Отсюда и все уловки. Самое эротическое в чтении (и письме) – игра воображения, возникающая в пространстве между тобой и объектом познания. Поэты и романисты, как и влюбленные, своими метафорами и хитростями пробуждают пространство к жизни. Границы пространства суть границы того, что ты любишь, и его несовершенства заставляют разум работать. А вот и Эрот, нервный реалист в сентиментальном пространстве, который действует из любви к парадоксам, а именно – складывает любимые объекты, пряча из виду, превращая в тайну, помещая в слепую зону, где они застывают между известным и неведомым, реальным и возможным, близким и далеким, вечно желанные и притягательные.
Лед-удовольствие
Как же мы говорим, что оно (время) есть, если причина его возникновения в том, что его не будет!
Августин, «Исповедь»
И в миг, когда целуешь, [время]
Возьмет и кашлянет! [61]
Уистен Хью Оден, «Однажды вечером»
Слепая зона эроса – парадокс как времени, так и пространства. Желание сделать отсутствующее присутствующим, сомкнуть близкое и далекое – это еще и желание наложить «тогда» на «сейчас». Влюбленный тянется к точке во времени, именуемой «тогда» – когда сможет впиться зубами в вожделенное яблоко. В то же время понимая: как только «тогда» станет «сейчас», горько-сладкий миг, миг желания, закончится. Вы не можете этого хотеть – и все же хотите. Давайте же рассмотрим, каково это.

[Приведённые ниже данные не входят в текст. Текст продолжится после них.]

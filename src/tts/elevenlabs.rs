//! ElevenLabs cloned-voice synthesis (immediate audio).

use super::{ProviderKind, SpeechProvider, SynthesisOutcome, error_detail, network_error};
use crate::audio::AudioHandle;
use crate::config::TtsConfig;
use crate::error::SynthesisError;
use async_trait::async_trait;
use tracing::info;

const KIND: ProviderKind = ProviderKind::ElevenLabs;

/// ElevenLabs text-to-speech client.
#[derive(Debug, Clone, Default)]
pub struct ElevenLabsProvider {
    client: reqwest::Client,
}

impl ElevenLabsProvider {
    /// Create a provider with its own HTTP client.
    pub fn new() -> Self {
        Self::default()
    }
}

#[async_trait]
impl SpeechProvider for ElevenLabsProvider {
    fn kind(&self) -> ProviderKind {
        KIND
    }

    async fn synthesize(
        &self,
        text: &str,
        config: &TtsConfig,
    ) -> Result<SynthesisOutcome, SynthesisError> {
        let settings = &config.elevenlabs;
        if settings.api_key.is_empty() {
            return Err(SynthesisError::MissingCredentials {
                provider: KIND,
                what: "API key",
            });
        }
        if settings.voice_id.is_empty() {
            return Err(SynthesisError::MissingCredentials {
                provider: KIND,
                what: "voice ID",
            });
        }

        let base = settings.base_url.trim_end_matches('/');
        let url = format!("{base}/v1/text-to-speech/{}", settings.voice_id);
        info!(voice = settings.voice_id.as_str(), "requesting ElevenLabs audio");

        let response = self
            .client
            .post(&url)
            .header("xi-api-key", &settings.api_key)
            .header("accept", "audio/mpeg")
            .json(&serde_json::json!({
                "text": text,
                "model_id": settings.model_id,
                "voice_settings": {
                    "stability": settings.stability,
                    "similarity_boost": settings.similarity_boost,
                },
            }))
            .send()
            .await
            .map_err(network_error(KIND))?;

        let status = response.status();
        if !status.is_success() {
            let body = response.text().await.unwrap_or_default();
            return Err(SynthesisError::Api {
                provider: KIND,
                message: error_detail(status, &body),
            });
        }

        let mime = response
            .headers()
            .get(reqwest::header::CONTENT_TYPE)
            .and_then(|v| v.to_str().ok())
            .unwrap_or("audio/mpeg")
            .to_owned();
        let bytes = response.bytes().await.map_err(network_error(KIND))?;
        if bytes.is_empty() {
            return Err(SynthesisError::MalformedResponse {
                provider: KIND,
                detail: "empty audio body".into(),
            });
        }

        Ok(SynthesisOutcome::Audio(AudioHandle::Encoded { bytes, mime }))
    }
}
//! Mouth-shape mapping for lip-sync animation.
//!
//! An [`Expression`] is one of a closed set of face images. Text is mapped
//! character by character into coarse phoneme classes; live audio is mapped
//! by amplitude bucket.

use std::time::Duration;

/// A named face state. Exactly one is shown at a time.
#[derive(Debug, Default, Clone, Copy, PartialEq, Eq, Hash)]
pub enum Expression {
    /// Resting face.
    #[default]
    Neutral,
    /// Lips pressed together (M/B/P).
    MouthClosed,
    /// Rounded lips (O/U/W).
    MouthRound,
    /// Wide open (A/E).
    MouthOpen,
    /// Slightly parted; the default speaking shape.
    SlightOpen,
    /// Big smile.
    Smiling,
}

impl Expression {
    /// Every expression, in asset-loading order.
    pub const ALL: [Expression; 6] = [
        Expression::Neutral,
        Expression::SlightOpen,
        Expression::MouthClosed,
        Expression::MouthRound,
        Expression::MouthOpen,
        Expression::Smiling,
    ];

    /// Short name for logs and UIs.
    pub fn name(self) -> &'static str {
        match self {
            Self::Neutral => "neutral",
            Self::MouthClosed => "mouth_closed",
            Self::MouthRound => "mouth_round",
            Self::MouthOpen => "mouth_open",
            Self::SlightOpen => "slight_open",
            Self::Smiling => "smile",
        }
    }

    /// Image file name inside the assets directory.
    pub fn asset_file(self) -> &'static str {
        match self {
            Self::Neutral => "neutral.jpg",
            Self::MouthClosed => "mouth_closed_mm.jpg",
            Self::MouthRound => "mouth_round_oh.jpg",
            Self::MouthOpen => "mouth_open_ah.jpg",
            Self::SlightOpen => "slight_open.jpg",
            Self::Smiling => "big_smile.jpg",
        }
    }
}

/// Phoneme class for one character of reply text.
pub fn char_expression(c: char) -> Expression {
    if c.is_whitespace() {
        return Expression::Neutral;
    }
    match c.to_ascii_uppercase() {
        'M' | 'B' | 'P' => Expression::MouthClosed,
        'O' | 'U' | 'W' => Expression::MouthRound,
        'A' | 'E' => Expression::MouthOpen,
        _ => Expression::SlightOpen,
    }
}

/// Estimated speaking time for `text`.
pub fn estimate_speaking_duration(text: &str, ms_per_char: u64) -> Duration {
    Duration::from_millis(text.chars().count() as u64 * ms_per_char)
}

/// One frame of a text-timed plan.
#[derive(Debug, Clone, Copy, PartialEq, Eq)]
pub struct TimedFrame {
    /// What to show.
    pub expression: Expression,
    /// How long to show it.
    pub duration: Duration,
}

/// Build a text-timed plan: one frame per character, spread evenly over
/// `duration`, each at least `min_frame` long.
///
/// Empty text yields a single neutral frame held for the whole duration.
pub fn text_plan(text: &str, duration: Duration, min_frame: Duration) -> Vec<TimedFrame> {
    let shapes: Vec<Expression> = text.chars().map(char_expression).collect();
    if shapes.is_empty() {
        return vec![TimedFrame {
            expression: Expression::Neutral,
            duration: duration.max(min_frame),
        }];
    }

    let count = u32::try_from(shapes.len()).unwrap_or(u32::MAX);
    let frame_time = (duration / count).max(min_frame);
    shapes
        .into_iter()
        .map(|expression| TimedFrame {
            expression,
            duration: frame_time,
        })
        .collect()
}

/// Total time covered by a plan.
pub fn plan_duration(plan: &[TimedFrame]) -> Duration {
    plan.iter().map(|f| f.duration).sum()
}

/// Map a `0.0..=1.0` amplitude to an expression using four ascending
/// thresholds: silence, low, medium, high, very high.
pub fn amplitude_to_expression(level: f32, thresholds: &[f32; 4]) -> Expression {
    if level < thresholds[0] {
        Expression::Neutral
    } else if level < thresholds[1] {
        Expression::MouthClosed
    } else if level < thresholds[2] {
        Expression::SlightOpen
    } else if level < thresholds[3] {
        Expression::MouthRound
    } else {
        Expression::MouthOpen
    }
}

Ниже приведен фрагмент сатировой драмы Софокла «Любовники Ахилла». Этот фрагмент – описание желания. Тема эроса описывается очень тонко, высвечивая все его противоречия. В центре – холодное, изначальное удовольствие. Вокруг центра вращается время: различные промежутки, различные дилеммы, которые порождает время. Обратите внимание: этот текст представляет собой аналогию, сравнение. Ни наслаждение, ни различные аспекты времени не отождествляются с эросом, но то, как они взаимодействуют, может восприниматься нами как эрос:
τὸ γὰρ νόσημα τοῦτ᾽ ἐφίμερον κακόν·
ἔχοιμ᾽ ἂν αὐτὸ μὴ κακῶς ἀπεικάσαι.
ὅταν πάγου φανέντος αἰϑρίου χεροῖν
κρύσταλλον ἁρπάσωσι παῖδες εὐπαγῆ,
τὰ πρῶτ᾽ ἔχουσιν ἡδονὰς ποταινίους·
τέλος δ᾽ ὁ ϑυμὸς οὔϑ᾽ ὅπως ἀφῇ ϑέλει
οὔτ᾽ ἐν χεροῖν τὸ κτῆμα σύμφορον μένειν.
οὕτω δὲ τοὺς ἐρῶντας αὑτὸς ἵμερος
δρᾶν καὶ τὸ μὴ δρᾶν πολλάκις προίεται.
Недуг такой недобрым сделал каждый день.
Вот с чем удачно я могу сравнить его:
Как в обе руки льда блестящего кристалл
Хватают дети жадно – радость так нова
И вовсе отпускать его не хочет дух —
И все ж сокровище в руках не удержать.
Так и желание влюбленного: дерзать
И не дерзать. Туда-сюда и вновь туда
Гоняет вечно всех – большое это зло [62].
(Radt, fr. 149)
О многом умалчивает это стихотворение, как и любая формулировка желания, и все же нам кажется, что мы точно ощущаем его смысл. К примеру, здесь напрямую не говорится, что желание желанно. Здесь с первой же строчки оно «зло» и «недуг». Внутри сравнения (строки 2–7) желание доставляет удовольствие, но это удовольствие заключается в том, чтобы держать в руках тающую льдинку. Удовольствие, связанное с острой болью, надо сказать, но опять же – о боли, причиняемой льдом, напрямую не говорится. Здесь лед приносит новую разновидность удовольствия. Отсутствие предсказуемых атрибутов что у льда, что у желания удивляет, словно отсутствующая ступенька, но мы все равно карабкаемся через стихотворение. Оно ведет сразу в два места, точно лестница, придуманная Эшером или Пиранези, и кажется, будто стоишь в обеих точках разом. Как так вышло?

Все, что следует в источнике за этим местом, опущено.